--- START ---

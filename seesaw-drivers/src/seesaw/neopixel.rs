//! NeoPixel strip driven through the Seesaw NeoPixel module
//!
//! Pixel writes only touch a local buffer and mark it dirty. A flush
//! uploads the whole buffer in chunks and latches it with SHOW; the dirty
//! flag is cleared only when every write of the flush succeeded, so a
//! failed flush is retried on the next tick.

use embedded_hal::delay::DelayNs;
use heapless::Vec;
use seesaw_core::color::{Color, ColorMode};
use seesaw_core::config::{NeoPixelConfig, MAX_LEDS};
use seesaw_core::traits::AddressableLight;
use seesaw_hal::{I2cBus, TransportError};

use super::bus::SeesawBus;
use super::device::{Capabilities, DeviceState, SeesawError};
use super::registers::{module, neopixel, NEOPIXEL_CHUNK_LEN};
use super::SetupState;

/// Largest wire buffer (RGBW at [`MAX_LEDS`])
const MAX_BUFFER_LEN: usize = MAX_LEDS * 4;

/// Pixel buffer and upload state of the chip's NeoPixel output
pub struct NeoPixelStrip {
    config: NeoPixelConfig,
    pixels: Vec<Color, MAX_LEDS>,
    brightness: u8,
    dirty: bool,
    setup: SetupState,
}

impl NeoPixelStrip {
    pub(crate) fn new(config: NeoPixelConfig) -> Self {
        let mut pixels = Vec::new();
        // Length is bounded by validation; clamp anyway
        pixels
            .resize((config.num_leds as usize).min(MAX_LEDS), Color::OFF)
            .ok();

        Self {
            config,
            pixels,
            brightness: u8::MAX,
            dirty: false,
            setup: SetupState::Pending,
        }
    }

    pub fn config(&self) -> &NeoPixelConfig {
        &self.config
    }

    /// Number of LEDs
    pub fn len(&self) -> usize {
        self.pixels.len()
    }

    pub fn is_empty(&self) -> bool {
        self.pixels.is_empty()
    }

    /// Buffered color of one LED
    pub fn pixel(&self, index: usize) -> Option<Color> {
        self.pixels.get(index).copied()
    }

    /// Check if the buffer changed since the last successful flush
    pub fn is_dirty(&self) -> bool {
        self.dirty
    }

    pub fn brightness(&self) -> u8 {
        self.brightness
    }

    pub fn setup_state(&self) -> SetupState {
        self.setup
    }

    /// Set one LED in the buffer
    ///
    /// Out-of-range indices are logged and ignored. The white channel is
    /// dropped for RGB strips.
    pub fn set_pixel(&mut self, index: usize, color: Color) {
        let len = self.pixels.len();
        let Some(slot) = self.pixels.get_mut(index) else {
            warn!("neopixel: index {} out of range ({} LEDs)", index, len);
            return;
        };

        *slot = match self.config.color_mode {
            ColorMode::Rgb => color.without_white(),
            ColorMode::RgbWhite => color,
        };
        self.dirty = true;
    }

    /// Set the global brightness applied when the buffer is uploaded
    pub fn set_brightness(&mut self, brightness: u8) {
        if brightness != self.brightness {
            self.brightness = brightness;
            self.dirty = true;
        }
    }

    /// Encode the buffer in wire order with brightness applied
    ///
    /// Returns the number of bytes written to `out`.
    pub fn encode(&self, out: &mut [u8]) -> usize {
        let bpp = self.config.bytes_per_pixel();
        let order = self.config.color_order;
        let mut len = 0;

        for (pixel, wire) in self.pixels.iter().zip(out.chunks_exact_mut(bpp)) {
            order.encode(pixel.scaled(self.brightness), wire);
            len += bpp;
        }
        len
    }

    pub(crate) fn reset_setup(&mut self) {
        self.setup = SetupState::Pending;
    }

    /// Select the output pin, data rate and buffer length
    ///
    /// A lit buffer is marked dirty since the chip starts dark. An already
    /// dirty buffer stays dirty: the LEDs keep their last latched colors
    /// through a chip reset.
    pub(crate) fn configure<B: I2cBus, D: DelayNs>(
        &mut self,
        bus: &mut SeesawBus<B, D>,
        capabilities: Capabilities,
    ) -> Result<(), TransportError> {
        if !capabilities.has(module::NEOPIXEL) {
            if self.setup != SetupState::Unsupported {
                warn!(
                    "seesaw@{:#x}: no NeoPixel module, light disabled",
                    bus.address()
                );
            }
            self.setup = SetupState::Unsupported;
            return Ok(());
        }

        let buffer_len = self.config.buffer_len() as u16;
        bus.write_register(module::NEOPIXEL, neopixel::PIN, &[self.config.pin])?;
        bus.write_register(
            module::NEOPIXEL,
            neopixel::SPEED,
            &[neopixel::SPEED_800KHZ],
        )?;
        bus.write_register(
            module::NEOPIXEL,
            neopixel::BUF_LENGTH,
            &buffer_len.to_be_bytes(),
        )?;

        self.setup = SetupState::Configured;
        self.dirty |= self.pixels.iter().any(|p| !p.is_off());
        debug!(
            "seesaw@{:#x}: neopixel on pin {}, {} LEDs {}",
            bus.address(),
            self.config.pin,
            self.pixels.len(),
            self.config.color_order.as_str()
        );
        Ok(())
    }

    /// Upload the buffer and latch it, if dirty
    pub(crate) fn flush<B: I2cBus, D: DelayNs>(
        &mut self,
        bus: &mut SeesawBus<B, D>,
    ) -> Result<(), TransportError> {
        if !self.dirty {
            return Ok(());
        }

        let mut wire = [0u8; MAX_BUFFER_LEN];
        let len = self.encode(&mut wire);

        let mut frame = [0u8; 2 + NEOPIXEL_CHUNK_LEN];
        for (i, chunk) in wire[..len].chunks(NEOPIXEL_CHUNK_LEN).enumerate() {
            let offset = (i * NEOPIXEL_CHUNK_LEN) as u16;
            frame[..2].copy_from_slice(&offset.to_be_bytes());
            frame[2..2 + chunk.len()].copy_from_slice(chunk);
            bus.write_register(module::NEOPIXEL, neopixel::BUF, &frame[..2 + chunk.len()])?;
        }
        bus.write_register(module::NEOPIXEL, neopixel::SHOW, &[])?;

        self.dirty = false;
        trace!("seesaw@{:#x}: neopixel flushed {} bytes", bus.address(), len);
        Ok(())
    }

    /// Finish setup if pending, then flush
    pub(crate) fn tick<B: I2cBus, D: DelayNs>(
        &mut self,
        bus: &mut SeesawBus<B, D>,
        capabilities: Capabilities,
    ) -> Result<(), TransportError> {
        if self.setup == SetupState::Pending {
            self.configure(bus, capabilities)?;
        }
        if self.setup != SetupState::Configured {
            return Ok(());
        }
        self.flush(bus)
    }
}

/// Borrowed handle to a device's light
///
/// Lends the device bus to the strip so [`show`](AddressableLight::show)
/// can flush immediately instead of waiting for the next tick.
pub struct LightView<'a, B, D> {
    pub(crate) strip: &'a mut NeoPixelStrip,
    pub(crate) bus: &'a mut SeesawBus<B, D>,
    pub(crate) capabilities: Capabilities,
    pub(crate) state: &'a mut DeviceState,
}

impl<B: I2cBus, D: DelayNs> LightView<'_, B, D> {
    /// Underlying strip
    pub fn strip(&self) -> &NeoPixelStrip {
        &*self.strip
    }

    pub fn set_brightness(&mut self, brightness: u8) {
        self.strip.set_brightness(brightness);
    }

    pub fn is_dirty(&self) -> bool {
        self.strip.is_dirty()
    }
}

impl<B: I2cBus, D: DelayNs> AddressableLight for LightView<'_, B, D> {
    type Error = SeesawError;

    fn size(&self) -> usize {
        self.strip.len()
    }

    fn set_pixel(&mut self, index: usize, color: Color) {
        self.strip.set_pixel(index, color);
    }

    fn pixel(&self, index: usize) -> Option<Color> {
        self.strip.pixel(index)
    }

    fn show(&mut self) -> Result<(), SeesawError> {
        if !self.state.is_operational() {
            return Err(SeesawError::NotReady);
        }
        if let Err(e) = self.strip.tick(&mut *self.bus, self.capabilities) {
            if *self.state == DeviceState::Ready {
                warn!(
                    "seesaw@{:#x}: degraded, neopixel show failed: {:?}",
                    self.bus.address(),
                    e
                );
                *self.state = DeviceState::Degraded;
            }
            return Err(e.into());
        }
        if self.strip.setup_state() == SetupState::Unsupported {
            return Err(SeesawError::Unsupported);
        }
        Ok(())
    }
}

#[cfg(test)]
mod tests {
    use super::*;
    use seesaw_core::color::ColorOrder;

    use crate::seesaw::mock::{MockBus, NoopDelay, NEOKEY_OPTIONS};

    fn chip() -> SeesawBus<MockBus, NoopDelay> {
        SeesawBus::new(MockBus::neokey(), NoopDelay::default(), 0x30)
    }

    fn configured(config: NeoPixelConfig, bus: &mut SeesawBus<MockBus, NoopDelay>) -> NeoPixelStrip {
        let mut strip = NeoPixelStrip::new(config);
        strip
            .configure(bus, Capabilities::from_bits(NEOKEY_OPTIONS))
            .unwrap();
        bus.transport_mut().writes.clear();
        strip
    }

    #[test]
    fn test_configure_sequence() {
        let mut bus = chip();
        let mut strip = NeoPixelStrip::new(NeoPixelConfig::new(4));
        strip
            .configure(&mut bus, Capabilities::from_bits(NEOKEY_OPTIONS))
            .unwrap();

        assert_eq!(
            bus.transport_mut().writes,
            vec![
                vec![0x0E, neopixel::PIN, 3],
                vec![0x0E, neopixel::SPEED, 0x01],
                vec![0x0E, neopixel::BUF_LENGTH, 0x00, 12],
            ]
        );
        assert_eq!(strip.setup_state(), SetupState::Configured);
        assert!(!strip.is_dirty());
    }

    #[test]
    fn test_set_pixel_out_of_range_ignored() {
        let mut strip = NeoPixelStrip::new(NeoPixelConfig::new(4));
        strip.set_pixel(4, Color::rgb(255, 255, 255));

        assert!(!strip.is_dirty());
        assert!((0..4).all(|i| strip.pixel(i) == Some(Color::OFF)));
        assert_eq!(strip.pixel(4), None);
    }

    #[test]
    fn test_rgb_strip_drops_white() {
        let mut strip = NeoPixelStrip::new(NeoPixelConfig::new(1));
        strip.set_pixel(0, Color::rgbw(1, 2, 3, 4));
        assert_eq!(strip.pixel(0), Some(Color::rgb(1, 2, 3)));

        let mut rgbw =
            NeoPixelStrip::new(NeoPixelConfig::new(1).with_color_order(ColorOrder::Grbw));
        rgbw.set_pixel(0, Color::rgbw(1, 2, 3, 4));
        assert_eq!(rgbw.pixel(0), Some(Color::rgbw(1, 2, 3, 4)));
    }

    #[test]
    fn test_writes_coalesce_until_flush() {
        let mut bus = chip();
        let mut strip = configured(NeoPixelConfig::new(2), &mut bus);

        strip.set_pixel(1, Color::rgb(10, 0, 0));
        strip.set_pixel(1, Color::rgb(0, 0, 20));
        assert!(bus.transport_mut().writes.is_empty());

        strip.flush(&mut bus).unwrap();
        let mock = bus.transport_mut();
        assert_eq!(
            mock.writes_to(module::NEOPIXEL, neopixel::BUF),
            [[0u8, 0, 0, 0, 0, 0, 0, 20].as_slice()]
        );
        assert_eq!(mock.writes_to(module::NEOPIXEL, neopixel::SHOW).len(), 1);
        assert!(!strip.is_dirty());
    }

    #[test]
    fn test_clean_flush_is_silent() {
        let mut bus = chip();
        let mut strip = configured(NeoPixelConfig::new(4), &mut bus);

        strip.flush(&mut bus).unwrap();
        assert!(bus.transport_mut().writes.is_empty());
    }

    #[test]
    fn test_chunked_upload() {
        let mut bus = chip();
        let mut strip = configured(NeoPixelConfig::new(20), &mut bus);
        for i in 0..20 {
            strip.set_pixel(i, Color::rgb(i as u8, i as u8, i as u8));
        }
        strip.flush(&mut bus).unwrap();

        let mock = bus.transport_mut();
        let chunks = mock.writes_to(module::NEOPIXEL, neopixel::BUF);
        assert_eq!(chunks.len(), 2);
        assert_eq!(&chunks[0][..2], &[0, 0]);
        assert_eq!(chunks[0].len(), 2 + 30);
        assert_eq!(&chunks[1][..2], &[0, 30]);
        assert_eq!(chunks[1].len(), 2 + 30);
        // Pixel 10 starts the second chunk
        assert_eq!(&chunks[1][2..5], &[10, 10, 10]);
    }

    #[test]
    fn test_largest_rgbw_upload() {
        let mut bus = chip();
        let config = NeoPixelConfig::new(MAX_LEDS as u16).with_color_order(ColorOrder::Rgbw);
        let mut strip = configured(config, &mut bus);
        strip.set_pixel(MAX_LEDS - 1, Color::rgbw(1, 2, 3, 4));
        strip.flush(&mut bus).unwrap();

        let mock = bus.transport_mut();
        let chunks = mock.writes_to(module::NEOPIXEL, neopixel::BUF);
        // 256 bytes: eight full chunks and a 16-byte tail at offset 240
        assert_eq!(chunks.len(), 9);
        let tail = chunks[8];
        assert_eq!(&tail[..2], &[0, 240]);
        assert_eq!(tail.len(), 2 + 16);
        assert_eq!(&tail[tail.len() - 4..], &[1, 2, 3, 4]);
    }

    #[test]
    fn test_failed_show_stays_dirty() {
        let mut bus = chip();
        let mut strip = configured(NeoPixelConfig::new(4), &mut bus);
        strip.set_pixel(0, Color::rgb(255, 0, 0));

        bus.transport_mut()
            .nack_next_write(module::NEOPIXEL, neopixel::SHOW);
        assert_eq!(strip.flush(&mut bus), Err(TransportError::Nack));
        assert!(strip.is_dirty());

        strip.flush(&mut bus).unwrap();
        assert!(!strip.is_dirty());
        assert_eq!(
            bus.transport_mut()
                .writes_to(module::NEOPIXEL, neopixel::BUF)
                .len(),
            2
        );
    }

    #[test]
    fn test_failed_chunk_stays_dirty() {
        let mut bus = chip();
        let mut strip = configured(NeoPixelConfig::new(4), &mut bus);
        strip.set_pixel(3, Color::rgb(1, 1, 1));

        bus.transport_mut().nack_next_write(module::NEOPIXEL, neopixel::BUF);
        assert_eq!(strip.flush(&mut bus), Err(TransportError::Nack));
        assert!(strip.is_dirty());
        assert!(bus.transport_mut().writes.is_empty());
    }

    #[test]
    fn test_brightness_scales_wire_bytes() {
        let mut strip = NeoPixelStrip::new(NeoPixelConfig::new(1));
        strip.set_pixel(0, Color::rgb(255, 0, 0));
        strip.set_brightness(128);

        let mut wire = [0u8; 3];
        assert_eq!(strip.encode(&mut wire), 3);
        assert_eq!(wire, [0, 128, 0]);
        // Buffer keeps the unscaled color
        assert_eq!(strip.pixel(0), Some(Color::rgb(255, 0, 0)));
    }

    #[test]
    fn test_configure_marks_lit_buffer_dirty() {
        let mut bus = chip();
        let mut strip = NeoPixelStrip::new(NeoPixelConfig::new(4));
        strip.set_pixel(2, Color::rgb(0, 9, 0));
        strip
            .configure(&mut bus, Capabilities::from_bits(NEOKEY_OPTIONS))
            .unwrap();
        assert!(strip.is_dirty());
    }

    #[test]
    fn test_reconfigure_keeps_pending_clear() {
        let mut bus = chip();
        let mut strip = configured(NeoPixelConfig::new(2), &mut bus);
        strip.set_pixel(0, Color::rgb(50, 50, 50));
        strip.flush(&mut bus).unwrap();
        strip.set_pixel(0, Color::OFF);

        strip.reset_setup();
        strip
            .configure(&mut bus, Capabilities::from_bits(NEOKEY_OPTIONS))
            .unwrap();
        assert!(strip.is_dirty());
    }

    #[test]
    fn test_missing_neopixel_module() {
        let mut bus = chip();
        let mut strip = NeoPixelStrip::new(NeoPixelConfig::new(4));
        strip.set_pixel(0, Color::rgb(1, 1, 1));

        strip
            .tick(&mut bus, Capabilities::from_bits(1 << module::GPIO))
            .unwrap();
        assert_eq!(strip.setup_state(), SetupState::Unsupported);
        assert!(bus.transport_mut().writes.is_empty());
    }
}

--- END ---

» **EXERCISE**:
Give back exactly the lines from the first line of the records through the line holding "use seesaw_core::traits::AddressableLight;", including both of those lines and leaving out all others.

» **WRITTEN REPLY**:
filename seesaw-drivers/src/seesaw/neopixel.rs
//! NeoPixel strip driven through the Seesaw NeoPixel module
//!
//! Pixel writes only touch a local buffer and mark it dirty. A flush
//! uploads the whole buffer in chunks and latches it with SHOW; the dirty
//! flag is cleared only when every write of the flush succeeded, so a
//! failed flush is retried on the next tick.

use embedded_hal::delay::DelayNs;
use heapless::Vec;
use seesaw_core::color::{Color, ColorMode};
use seesaw_core::config::{NeoPixelConfig, MAX_LEDS};
use seesaw_core::traits::AddressableLight;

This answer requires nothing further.